Stored data entries:
- - - -
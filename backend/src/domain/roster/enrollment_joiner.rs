//! Per-course enrollment join.
//!
//! For one course the joiner lists enrollments, then resolves the user behind
//! each one. The concurrent strategy fans user lookups out onto Tokio tasks and
//! writes each result into the slot matching its enrollment's position, so the
//! output order never depends on which lookup finishes first.

use std::sync::Arc;
use std::time::Duration;

use tokio::sync::Semaphore;
use tokio::task::JoinSet;
use tracing::{debug, warn};

use crate::domain::ports::{FetchError, ResourceClient};
use crate::domain::{Course, CourseRoster, Enrollment, EnrollmentRecord, TraceId, User, UserId};

/// Default cap on user lookups in flight for one course.
pub const DEFAULT_MAX_CONCURRENT_LOOKUPS: usize = 16;

/// Settings for the concurrent join strategy.
#[derive(Debug, Clone, Copy, PartialEq, Eq)]
pub struct ConcurrentJoinConfig {
    /// Maximum user lookups in flight at once. Zero is treated as one.
    pub max_in_flight: usize,
    /// Optional budget for a single user lookup. An expired lookup degrades
    /// its own record only.
    pub lookup_timeout: Option<Duration>,
}

impl Default for ConcurrentJoinConfig {
    fn default() -> Self {
        Self {
            max_in_flight: DEFAULT_MAX_CONCURRENT_LOOKUPS,
            lookup_timeout: None,
        }
    }
}

/// How user lookups are scheduled within one course.
///
/// Both strategies produce identical records. `Concurrent` takes roughly the
/// slowest lookup's latency per batch of `max_in_flight`; `Sequential` takes
/// the sum of every lookup's latency and issues one upstream call at a time.
#[derive(Debug, Clone, Copy, PartialEq, Eq)]
pub enum JoinStrategy {
    /// One task per enrollment, bounded by a semaphore.
    Concurrent(ConcurrentJoinConfig),
    /// One lookup at a time, in enrollment order.
    Sequential,
}

impl Default for JoinStrategy {
    fn default() -> Self {
        Self::Concurrent(ConcurrentJoinConfig::default())
    }
}

/// Joins one course's enrollments with their users.
#[derive(Clone)]
pub struct EnrollmentJoiner {
    client: Arc<dyn ResourceClient>,
    strategy: JoinStrategy,
}

impl EnrollmentJoiner {
    /// Build a joiner reading from `client` with the given strategy.
    pub fn new(client: Arc<dyn ResourceClient>, strategy: JoinStrategy) -> Self {
        Self { client, strategy }
    }

    /// Build the roster for `course`.
    ///
    /// Records follow the upstream enrollment order. A failed enrollment
    /// listing yields a degraded roster with no records; a failed user lookup
    /// yields a degraded record with blank user fields. Neither aborts.
    ///
    /// ```rust,ignore
    /// let roster = joiner.join(&course).await;
    /// assert_eq!(roster.course.id, course.id);
    /// ```
    pub async fn join(&self, course: &Course) -> CourseRoster {
        let enrollments = match self.client.list_enrollments(course.id).await {
            Ok(enrollments) => enrollments,
            Err(error) => {
                warn!(
                    course_id = %course.id,
                    %error,
                    "enrollment listing failed; reporting course without enrollments"
                );
                return CourseRoster::degraded(course.clone(), error);
            }
        };

        let records = match self.strategy {
            JoinStrategy::Concurrent(config) => {
                join_concurrently(&self.client, enrollments, config).await
            }
            JoinStrategy::Sequential => join_sequentially(self.client.as_ref(), enrollments).await,
        };
        debug!(
            course_id = %course.id,
            records = records.len(),
            "joined course enrollments"
        );
        CourseRoster::resolved(course.clone(), records)
    }
}

async fn join_sequentially(
    client: &dyn ResourceClient,
    enrollments: Vec<Enrollment>,
) -> Vec<EnrollmentRecord> {
    let mut records = Vec::with_capacity(enrollments.len());
    for enrollment in enrollments {
        let outcome = client.get_user(enrollment.user_id).await;
        records.push(join_record(enrollment, outcome));
    }
    records
}

async fn join_concurrently(
    client: &Arc<dyn ResourceClient>,
    enrollments: Vec<Enrollment>,
    config: ConcurrentJoinConfig,
) -> Vec<EnrollmentRecord> {
    let permits = Arc::new(Semaphore::new(config.max_in_flight.max(1)));
    let mut slots: Vec<Option<EnrollmentRecord>> = vec![None; enrollments.len()];
    let mut lookups = JoinSet::new();

    for (slot, enrollment) in enrollments.iter().cloned().enumerate() {
        let client = Arc::clone(client);
        let permits = Arc::clone(&permits);
        lookups.spawn(TraceId::inherit(async move {
            let outcome = lookup_user(
                client.as_ref(),
                &permits,
                enrollment.user_id,
                config.lookup_timeout,
            )
            .await;
            (slot, join_record(enrollment, outcome))
        }));
    }

    while let Some(joined) = lookups.join_next().await {
        match joined {
            Ok((slot, record)) => {
                if let Some(cell) = slots.get_mut(slot) {
                    *cell = Some(record);
                }
            }
            Err(error) => {
                warn!(%error, "user lookup task aborted; its enrollment is kept degraded");
            }
        }
    }

    slots
        .into_iter()
        .zip(enrollments)
        .map(|(slot, enrollment)| {
            slot.unwrap_or_else(|| {
                EnrollmentRecord::degraded(enrollment, "user lookup task did not complete")
            })
        })
        .collect()
}

async fn lookup_user(
    client: &dyn ResourceClient,
    permits: &Semaphore,
    user_id: UserId,
    timeout: Option<Duration>,
) -> Result<User, FetchError> {
    let _permit = permits
        .acquire()
        .await
        .map_err(|_| FetchError::transport("user lookup permits closed"))?;

    let lookup = client.get_user(user_id);
    match timeout {
        Some(limit) => tokio::time::timeout(limit, lookup).await.map_err(|_| {
            FetchError::timeout(format!(
                "user {user_id} lookup exceeded {}ms",
                limit.as_millis()
            ))
        })?,
        None => lookup.await,
    }
}

fn join_record(enrollment: Enrollment, outcome: Result<User, FetchError>) -> EnrollmentRecord {
    match outcome {
        Ok(user) => EnrollmentRecord::resolved(enrollment, &user),
        Err(error) => {
            warn!(
                user_id = %enrollment.user_id,
                %error,
                "user lookup failed; keeping enrollment with blank user fields"
            );
            EnrollmentRecord::degraded(enrollment, error)
        }
    }
}

#[cfg(test)]
#[path = "enrollment_joiner_tests.rs"]
mod tests;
- - - -
#### [Work order]
Determine how many lines of the entries contain the string "impl", and reply with nothing but the number.

#### [Answer]
3